La dame ne répondrait pas, je gage. Elle ne s’est pas posé la question, cette orgueilleuse ! Elle ne doit avoir de compagnons respectés que la passion et la solitude…

1926.


L’AUTOMNE EN SAVOIE



Les jours ont passé, se heurtant, se dévorant ; le temps s’est frayé un chemin à travers nos surprises, nos révoltes et nos résignations ; plusieurs fois l’aspect du monde est mort pour nous, détruit en même temps que ces parties de l’âme auxquelles il était attaché et qui, sevrées de leurs illusions, ont péri d’une manière soudaine ou lente. Des deux côtés de nos pas s’entassent les ruines humaines. Après tant d’expériences, que reste-t-il d’intact ? La nature éternelle et la pureté du silence.

J’écris ces lignes dans le même jardin où s’éveillait ma curiosité du monde. C’est la fin de septembre ; le ciel, voilé, terni et comme résigné, ne conserve de physionomie que ce qu’un visage a de regard encore, les paupières fermées. Au bord du quai le lac palpite ; on sent s’élever en molles buées son liquide azur respirant.

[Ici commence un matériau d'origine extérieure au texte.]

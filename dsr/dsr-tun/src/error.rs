// Copyright 2026 Anapaya Systems
//
// Licensed under the Apache License, Version 2.0 (the "License");
// you may not use this file except in compliance with the License.
// You may obtain a copy of the License at
//
//   http://www.apache.org/licenses/LICENSE-2.0
//
// Unless required by applicable law or agreed to in writing, software
// distributed under the License is distributed on an "AS IS" BASIS,
// WITHOUT WARRANTIES OR CONDITIONS OF ANY KIND, either express or implied.
// See the License for the specific language governing permissions and
// limitations under the License.

//! Packet I/O errors.

use std::io;

use crate::packet::MalformedPacket;

/// Error reading or writing a single packet.
///
/// Only [`PacketIoError::Fatal`] concerns the pipe itself. The other variants
/// concern one packet, which is dropped.
#[derive(Debug, thiserror::Error)]
pub enum PacketIoError {
    /// The packet could not be transferred, the pipe is still usable.
    #[error("transient I/O error: {0}")]
    Transient(io::Error),
    /// The pipe is closed or gone.
    #[error("fatal I/O error: {0}")]
    Fatal(io::Error),
    /// The received bytes are not an IP packet.
    #[error("malformed packet: {0}")]
    Malformed(#[from] MalformedPacket),
}

impl PacketIoError {
    /// Classifies an I/O error from a socket or device operation.
    ///
    /// Errors that mean the descriptor is unusable are fatal. Everything else,
    /// e.g. a full queue, a link that is momentarily down or an ICMP error
    /// reported on a connected socket, only affects the current packet.
    pub fn from_io(error: io::Error) -> Self {
        if Self::is_fatal_io(&error) {
            PacketIoError::Fatal(error)
        } else {
            PacketIoError::Transient(error)
        }
    }

    /// Returns true if the pipe can no longer be used.
    pub fn is_fatal(&self) -> bool {
        matches!(self, PacketIoError::Fatal(_))
    }

    fn is_fatal_io(error: &io::Error) -> bool {
        if let Some(code) = error.raw_os_error() {
            return matches!(
                code,
                libc::EBADF | libc::EBADFD | libc::ENODEV | libc::ENXIO | libc::EPIPE
            );
        }
        matches!(
            error.kind(),
            io::ErrorKind::UnexpectedEof
                | io::ErrorKind::BrokenPipe
                | io::ErrorKind::NotConnected
                | io::ErrorKind::ConnectionAborted
        )
    }
}

/// Error acquiring or configuring the bridge device.
#[derive(Debug, thiserror::Error)]
pub enum DeviceError {
    /// The interface name is empty or does not fit `IFNAMSIZ`.
    #[error("invalid interface name {0:?}")]
    InvalidName(String),
    /// Opening the clone device failed, typically missing privileges.
    #[error("failed to open /dev/net/tun: {0}")]
    Open(#[source] io::Error),
    /// `TUNSETIFF` was rejected, e.g. the name is taken by a non-TUN device.
    #[error("failed to create TUN device {name}: {source}")]
    Create {
        /// Requested interface name.
        name: String,
        /// Underlying error.
        source: io::Error,
    },
    /// Registering the descriptor with the runtime failed.
    #[error("failed to register TUN device with the runtime: {0}")]
    Register(#[source] io::Error),
    /// A configuration command could not be run.
    #[error("failed to run `{command}`: {source}")]
    Command {
        /// The command line.
        command: String,
        /// Underlying error.
        source: io::Error,
    },
    /// A configuration command exited unsuccessfully.
    #[error("`{command}` failed ({status}): {stderr}")]
    CommandFailed {
        /// The command line.
        command: String,
        /// Exit status.
        status: String,
        /// Captured standard error.
        stderr: String,
    },
}
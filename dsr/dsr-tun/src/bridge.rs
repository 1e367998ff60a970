// Copyright 2026 Anapaya Systems
//
// Licensed under the Apache License, Version 2.0 (the "License");
// you may not use this file except in compliance with the License.
// You may obtain a copy of the License at
//
//   http://www.apache.org/licenses/LICENSE-2.0
//
// Unless required by applicable law or agreed to in writing, software
// distributed under the License is distributed on an "AS IS" BASIS,
// WITHOUT WARRANTIES OR CONDITIONS OF ANY KIND, either express or implied.
// See the License for the specific language governing permissions and
// limitations under the License.

//! Virtual interface bridge.
//!
//! The bridge owns a TUN device (`IFF_TUN | IFF_NO_PI`): every read returns one
//! IP packet the kernel routed into the device, every write injects one IP packet
//! into the kernel's receive path.
//!
//! The device is not persistent. It disappears when the [`TunBridge`] is dropped,
//! which covers every way the process can exit.

use std::{
    fs::File,
    io::{self, Read, Write},
    os::{fd::AsRawFd, unix::fs::OpenOptionsExt},
    process::Command,
    sync::{Mutex, PoisonError},
};

use async_trait::async_trait;
use bytes::{Bytes, BytesMut};
use ipnet::IpNet;
use tokio::io::{Interest, unix::AsyncFd};

use crate::{
    InnerPacket, LinkStatus, PacketSink, PacketSource,
    error::{DeviceError, PacketIoError},
};

mod memory;

pub use memory::{MemoryBridge, MemoryBridgeHandle};

const TUN_CLONE_DEVICE: &str = "/dev/net/tun";
const TUNSETIFF: libc::c_ulong = 0x4004_54ca;
const IFF_TUN: libc::c_short = 0x0001;
const IFF_NO_PI: libc::c_short = 0x1000;
const IFF_UP: u32 = 0x1;

/// Read buffer size used when no MTU is configured.
pub const DEFAULT_READ_BUFFER: usize = 65_535;

/// `struct ifreq` restricted to the flags member of its union.
#[repr(C)]
struct IfReqFlags {
    name: [libc::c_char; libc::IFNAMSIZ],
    flags: libc::c_short,
    _pad: [u8; 22],
}

/// Settings for acquiring the bridge device.
#[derive(Debug, Clone, PartialEq, Eq)]
pub struct TunConfig {
    /// Interface name.
    pub name: String,
    /// MTU to set on the device.
    pub mtu: Option<u32>,
    /// Address (with prefix length) to assign to the device.
    pub address: Option<IpNet>,
    /// Whether to set the link up after creation.
    pub bring_up: bool,
}

impl TunConfig {
    /// Creates a config that only brings the named device up.
    pub fn new(name: impl Into<String>) -> Self {
        Self {
            name: name.into(),
            mtu: None,
            address: None,
            bring_up: true,
        }
    }
}

/// A TUN device.
#[derive(Debug)]
pub struct TunBridge {
    fd: AsyncFd<File>,
    name: String,
    read_buffer: usize,
    read_buf: Mutex<BytesMut>,
}

impl TunBridge {
    /// Creates the device and applies `config`.
    ///
    /// Must be called from within a tokio runtime.
    pub fn open(config: &TunConfig) -> Result<Self, DeviceError> {
        let file = create_tun(&config.name)?;
        let fd = AsyncFd::with_interest(file, Interest::READABLE | Interest::WRITABLE)
            .map_err(DeviceError::Register)?;

        let bridge = TunBridge {
            fd,
            name: config.name.clone(),
            read_buffer: config
                .mtu
                .map(|mtu| mtu as usize)
                .unwrap_or(DEFAULT_READ_BUFFER),
            read_buf: Mutex::new(BytesMut::new()),
        };
        bridge.configure(config)?;

        tracing::info!(
            name = %bridge.name,
            mtu = ?config.mtu,
            address = ?config.address,
            "Created TUN device"
        );
        Ok(bridge)
    }

    /// Interface name.
    pub fn name(&self) -> &str {
        &self.name
    }

    fn configure(&self, config: &TunConfig) -> Result<(), DeviceError> {
        if let Some(mtu) = config.mtu {
            run_ip(&["link", "set", "dev", &self.name, "mtu", &mtu.to_string()])?;
        }
        if let Some(address) = config.address {
            run_ip(&["addr", "add", &address.to_string(), "dev", &self.name])?;
        }
        if config.bring_up {
            run_ip(&["link", "set", "dev", &self.name, "up"])?;
        }
        Ok(())
    }
}

impl Drop for TunBridge {
    fn drop(&mut self) {
        tracing::debug!(name = %self.name, "Closing TUN device");
    }
}

#[async_trait]
impl PacketSource for TunBridge {
    async fn read_packet(&self) -> Result<InnerPacket, PacketIoError> {
        loop {
            let mut guard = self.fd.readable().await.map_err(PacketIoError::Fatal)?;
            let read = {
                let mut buf = self.read_buf.lock().unwrap_or_else(PoisonError::into_inner);
                guard.try_io(|inner| {
                    read_reusing(&mut buf, self.read_buffer, |chunk| {
                        inner.get_ref().read(chunk)
                    })
                })
            };
            match read {
                Ok(Ok(packet)) if packet.is_empty() => {
                    return Err(PacketIoError::Fatal(io::Error::new(
                        io::ErrorKind::UnexpectedEof,
                        "TUN device closed",
                    )));
                }
                Ok(Ok(packet)) => return Ok(InnerPacket::parse(packet)?),
                Ok(Err(e)) => return Err(PacketIoError::from_io(e)),
                Err(_would_block) => continue,
            }
        }
    }
}

/// Reads at most `size` bytes through `read` into `buf` and splits them off.
///
/// Bytes left over from the previous read are overwritten, so only the part
/// handed out last time is zeroed again. The allocation is reused once the
/// packets split off it are dropped.
fn read_reusing(
    buf: &mut BytesMut,
    size: usize,
    read: impl FnOnce(&mut [u8]) -> io::Result<usize>,
) -> io::Result<Bytes> {
    buf.resize(size, 0);
    let n = read(&mut buf[..])?;
    Ok(buf.split_to(n).freeze())
}

#[async_trait]
impl PacketSink for TunBridge {
    async fn write_packet(&self, packet: &InnerPacket) -> Result<(), PacketIoError> {
        loop {
            let mut guard = self.fd.writable().await.map_err(PacketIoError::Fatal)?;
            match guard.try_io(|inner| inner.get_ref().write(packet.as_bytes())) {
                Ok(Ok(n)) if n == packet.len() => return Ok(()),
                Ok(Ok(n)) => {
                    return Err(PacketIoError::Transient(io::Error::new(
                        io::ErrorKind::WriteZero,
                        format!("short write: {n} of {} bytes", packet.len()),
                    )));
                }
                Ok(Err(e)) => return Err(PacketIoError::from_io(e)),
                Err(_would_block) => continue,
            }
        }
    }
}

impl LinkStatus for TunBridge {
    fn is_up(&self) -> bool {
        link_is_up(&self.name)
    }
}

/// An interface that is owned by someone else, observed by name.
#[derive(Debug, Clone, PartialEq, Eq)]
pub struct NamedInterface(pub String);

impl LinkStatus for NamedInterface {
    fn is_up(&self) -> bool {
        link_is_up(&self.0)
    }
}

/// Returns true if the interface exists and has `IFF_UP` set.
pub fn link_is_up(name: &str) -> bool {
    let path = format!("/sys/class/net/{name}/flags");
    match std::fs::read_to_string(&path) {
        Ok(flags) => parse_sysfs_flags(&flags).is_some_and(|flags| flags & IFF_UP != 0),
        Err(e) => {
            tracing::trace!(error=%e, %path, "Interface flags not readable");
            false
        }
    }
}

fn parse_sysfs_flags(raw: &str) -> Option<u32> {
    let raw = raw.trim();
    let hex = raw.strip_prefix("0x").unwrap_or(raw);
    u32::from_str_radix(hex, 16).ok()
}

fn create_tun(name: &str) -> Result<File, DeviceError> {
    let name_bytes = name.as_bytes();
    if name_bytes.is_empty() || name_bytes.len() >= libc::IFNAMSIZ || name_bytes.contains(&0) {
        return Err(DeviceError::InvalidName(name.to_string()));
    }

    let file = std::fs::OpenOptions::new()
        .read(true)
        .write(true)
        .custom_flags(libc::O_NONBLOCK | libc::O_CLOEXEC)
        .open(TUN_CLONE_DEVICE)
        .map_err(DeviceError::Open)?;

    let mut req = IfReqFlags {
        name: [0; libc::IFNAMSIZ],
        flags: IFF_TUN | IFF_NO_PI,
        _pad: [0; 22],
    };
    for (dst, src) in req.name.iter_mut().zip(name_bytes) {
        *dst = *src as libc::c_char;
    }

    // SAFETY: the descriptor is open and `req` is a properly sized ifreq that
    // outlives the call.
    let rc = unsafe { libc::ioctl(file.as_raw_fd(), TUNSETIFF as _, &mut req) };
    if rc < 0 {
        return Err(DeviceError::Create {
            name: name.to_string(),
            source: io::Error::last_os_error(),
        });
    }
    Ok(file)
}

fn run_ip(args: &[&str]) -> Result<(), DeviceError> {
    let command = format!("ip {}", args.join(" "));
    tracing::debug!(%command, "Configuring TUN device");
    let output = Command::new("ip")
        .args(args)
        .output()
        .map_err(|source| DeviceError::Command {
            command: command.clone(),
            source,
        })?;
    if !output.status.success() {
        return Err(DeviceError::CommandFailed {
            command,
            status: output.status.to_string(),
            stderr: String::from_utf8_lossy(&output.stderr).trim().to_string(),
        });
    }
    Ok(())
}

#[cfg(test)]
mod tests {
    use assert_matches::assert_matches;

    use super::*;

    #[test]
    fn ifreq_matches_kernel_size() {
        assert_eq!(std::mem::size_of::<IfReqFlags>(), 40);
    }

    #[test]
    fn parses_sysfs_flags() {
        assert_eq!(parse_sysfs_flags("0x1003\n"), Some(0x1003));
        assert_eq!(parse_sysfs_flags("0x1002"), Some(0x1002));
        assert_eq!(parse_sysfs_flags("garbage"), None);
    }

    fn filled(bytes: &'static [u8]) -> impl FnOnce(&mut [u8]) -> io::Result<usize> {
        move |chunk| {
            chunk[..bytes.len()].copy_from_slice(bytes);
            Ok(bytes.len())
        }
    }

    #[test]
    fn reads_reuse_the_buffer_without_aliasing() {
        let mut buf = BytesMut::new();

        let first = read_reusing(&mut buf, 16, filled(&[0x45, 1, 2, 3])).unwrap();
        let second = read_reusing(&mut buf, 16, filled(&[0x60, 9])).unwrap();
        assert_eq!(&first[..], &[0x45, 1, 2, 3]);
        assert_eq!(&second[..], &[0x60, 9]);

        // Each read sees the full size again.
        let seen = read_reusing(&mut buf, 16, |chunk| Ok(chunk.len())).unwrap();
        assert_eq!(seen.len(), 16);

        let eof = read_reusing(&mut buf, 16, |_| Ok(0)).unwrap();
        assert!(eof.is_empty());
        assert_matches!(
            read_reusing(&mut buf, 16, |_| Err(io::ErrorKind::WouldBlock.into())),
            Err(e) if e.kind() == io::ErrorKind::WouldBlock
        );
    }

    #[test]
    fn missing_interface_is_down() {
        assert!(!link_is_up("dsr-no-such-if"));
    }

    #[test]
    fn rejects_bad_names() {
        assert_matches!(create_tun(""), Err(DeviceError::InvalidName(_)));
        assert_matches!(
            create_tun("a-name-that-is-too-long"),
            Err(DeviceError::InvalidName(_))
        );
    }
}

Et aujourd’hui, comme dans mon enfance, j’écoute le silence de l’automne. Rien n’est plus secret ni plus confidentiel. Dans l’espace d’une teinte uniforme, d’un gris velouté qui fascine et apaise, de la terre monte, — tantôt cinglant, tantôt figé, — un froid parfum d’aromates, de fumée et de cristal. Un immense repliement tient courbés et méditatifs les arbres, les feuillages jaunis, l’invisible mêlé à l’atmosphère, et qui rêve en suspens. D’un sage et commun consentement tout se penche, accepte une noble dégradation, car la nature, ayant l’expérience de son éternité, accueille sans révolte ses passagers repos. Il semble que les nymphes d’automne et les anges des campagnes catholiques passent, désormais unis, également innocents et chastes, sur le gazon d’un vert sombre, avivé de rosée, où se dresse le colchique violet. On croit entendre cette troupe d’ombres légères se réfugier et s’évanouir sous l’humide auréole du dahlia couronné de pluie.

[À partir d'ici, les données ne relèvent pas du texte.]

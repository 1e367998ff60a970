// Copyright 2026 Anapaya Systems
//
// Licensed under the Apache License, Version 2.0 (the "License");
// you may not use this file except in compliance with the License.
// You may obtain a copy of the License at
//
//   http://www.apache.org/licenses/LICENSE-2.0
//
// Unless required by applicable law or agreed to in writing, software
// distributed under the License is distributed on an "AS IS" BASIS,
// WITHOUT WARRANTIES OR CONDITIONS OF ANY KIND, either express or implied.
// See the License for the specific language governing permissions and
// limitations under the License.

//! Return-path cache.
//!
//! For every client flow seen in a GENEVE frame, the gateway remembers which
//! load balancer endpoint delivered it and with which GENEVE header. Return
//! traffic of that flow that the kernel routes into the bridge can then be
//! wrapped in the same header and handed back to the load balancer.
//!
//! Entries are keyed by the flow tuple as the client sent it, and looked up with
//! the reply's tuple reversed. Two flows of the same client can therefore carry
//! different GENEVE options. Non-first fragments of a reply carry no ports and
//! do not match a ported flow.
//!
//! The cache only serves the return leg. Classification of GENEVE ingress never
//! consults it. A missing entry costs one dropped packet. The number of entries
//! is bounded. Once full, new flows are not recorded until idle ones are swept.

use std::{
    collections::HashMap,
    net::SocketAddr,
    sync::{
        PoisonError, RwLock,
        atomic::{AtomicU64, Ordering},
    },
    time::{Duration, Instant},
};

use dsr_tun::FlowTuple;
use geneve_proto::GeneveHeader;
use prometheus::IntGauge;
use tokio_util::sync::CancellationToken;

/// Interval between two sweeps for idle entries.
pub const SWEEP_INTERVAL: Duration = Duration::from_secs(60);

/// Default upper bound on the number of cached flows.
pub const DEFAULT_CAPACITY: usize = 65_536;

/// How to reach a client through the load balancer.
#[derive(Debug, Clone, PartialEq, Eq)]
pub struct ReturnPath {
    /// Load balancer endpoint the client's traffic came from.
    pub load_balancer: SocketAddr,
    /// GENEVE header the load balancer used, options included.
    pub header: GeneveHeader,
}

/// What [`ReturnPathCache::record`] did.
#[derive(Debug, Clone, Copy, PartialEq, Eq)]
pub enum RecordOutcome {
    /// The flow was known with the same path. Only its timestamp moved.
    Refreshed,
    /// A new flow was added.
    Inserted,
    /// A known flow changed its load balancer or header.
    Replaced,
    /// The cache is full and the flow is new, nothing was stored.
    Rejected,
}

#[derive(Debug)]
struct Entry {
    path: ReturnPath,
    last_seen_ms: AtomicU64,
}

/// Return paths keyed by client flow, evicted after an idle period.
#[derive(Debug)]
pub struct ReturnPathCache {
    entries: RwLock<HashMap<FlowTuple, Entry>>,
    idle_timeout: Duration,
    capacity: usize,
    epoch: Instant,
}

impl ReturnPathCache {
    /// Creates an empty cache holding at most [`DEFAULT_CAPACITY`] flows.
    pub fn new(idle_timeout: Duration) -> Self {
        Self {
            entries: RwLock::new(HashMap::new()),
            idle_timeout,
            capacity: DEFAULT_CAPACITY,
            epoch: Instant::now(),
        }
    }

    /// Sets the maximum number of cached flows.
    pub fn with_capacity(mut self, capacity: usize) -> Self {
        self.capacity = capacity;
        self
    }

    /// Records that the client flow `flow` was delivered by `load_balancer`
    /// with `header`. `flow` is oriented from the client.
    pub fn record(
        &self,
        flow: FlowTuple,
        load_balancer: SocketAddr,
        header: &GeneveHeader,
    ) -> RecordOutcome {
        let now = self.now_ms();
        {
            let entries = self.entries.read().unwrap_or_else(PoisonError::into_inner);
            match entries.get(&flow) {
                Some(entry)
                    if entry.path.load_balancer == load_balancer
                        && entry.path.header == *header =>
                {
                    entry.last_seen_ms.store(now, Ordering::Relaxed);
                    return RecordOutcome::Refreshed;
                }
                None if entries.len() >= self.capacity => return RecordOutcome::Rejected,
                _ => {}
            }
        }

        let mut entries = self.entries.write().unwrap_or_else(PoisonError::into_inner);
        // Re-checked, another writer may have filled the table in between.
        if !entries.contains_key(&flow) && entries.len() >= self.capacity {
            return RecordOutcome::Rejected;
        }
        let previous = entries.insert(
            flow,
            Entry {
                path: ReturnPath {
                    load_balancer,
                    header: header.clone(),
                },
                last_seen_ms: AtomicU64::new(now),
            },
        );
        match previous {
            Some(_) => RecordOutcome::Replaced,
            None => RecordOutcome::Inserted,
        }
    }

    /// Returns the return path for a reply travelling on `reply`, if its flow
    /// is known.
    pub fn lookup(&self, reply: &FlowTuple) -> Option<ReturnPath> {
        self.entries
            .read()
            .unwrap_or_else(PoisonError::into_inner)
            .get(&reply.reversed())
            .map(|entry| entry.path.clone())
    }

    /// Idle period after which an entry is evicted.
    pub fn idle_timeout(&self) -> Duration {
        self.idle_timeout
    }

    /// Maximum number of cached flows.
    pub fn capacity(&self) -> usize {
        self.capacity
    }

    /// Number of cached flows.
    pub fn len(&self) -> usize {
        self.entries
            .read()
            .unwrap_or_else(PoisonError::into_inner)
            .len()
    }

    /// Returns true if no flow is cached.
    pub fn is_empty(&self) -> bool {
        self.len() == 0
    }

    /// Removes entries idle for longer than the timeout. Returns the number removed.
    pub fn evict_idle(&self) -> usize {
        self.evict_idle_at(self.now_ms())
    }

    fn evict_idle_at(&self, now_ms: u64) -> usize {
        let timeout_ms = self.idle_timeout.as_millis() as u64;
        let mut entries = self.entries.write().unwrap_or_else(PoisonError::into_inner);
        let before = entries.len();
        entries.retain(|_, entry| {
            now_ms.saturating_sub(entry.last_seen_ms.load(Ordering::Relaxed)) <= timeout_ms
        });
        before - entries.len()
    }

    /// Periodically evicts idle entries until cancelled.
    pub async fn run_sweeper(
        &self,
        interval: Duration,
        size_gauge: IntGauge,
        cancellation_token: CancellationToken,
    ) {
        let mut ticker = tokio::time::interval(interval);
        ticker.set_missed_tick_behavior(tokio::time::MissedTickBehavior::Delay);
        while cancellation_token
            .run_until_cancelled(ticker.tick())
            .await
            .is_some()
        {
            let evicted = self.evict_idle();
            let remaining = self.len();
            size_gauge.set(remaining as i64);
            if evicted > 0 {
                tracing::debug!(evicted, remaining, "Evicted idle return paths");
            }
        }
    }

    fn now_ms(&self) -> u64 {
        self.epoch.elapsed().as_millis() as u64
    }
}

Parfois le cri du merle, de la pie luisante, du canard des étangs au bec laqué, qui, déployant ses jaunes pattes, semble déambuler sur deux feuilles de platane fanées, dérange la torpide vapeur d’automne : un instant retentit dans le silence leur bref jacassement, comme une bacchanale de froides castagnettes, puis la paix se reforme, naturelle, obstinée. Elle tombe des cieux, s’avance de toute part, molle banquise des airs, et bâtit autour des mondes d’Occident sa calme forteresse. Nos contrées, avec les fûts dépouillés des arbres, sont alors un cloître éventé, somnolent, où l’on distingue, — légères colonnes d’odeurs, denses et perméables, — l’arome de la noix amère, du buis, de la résine mouillée, du champignon, du pâturage avec ses troupeaux, et cette indéfinissable odeur de rosée permanente, qui est l’humble et ruisselant collier de l’automne aux bras dénudés.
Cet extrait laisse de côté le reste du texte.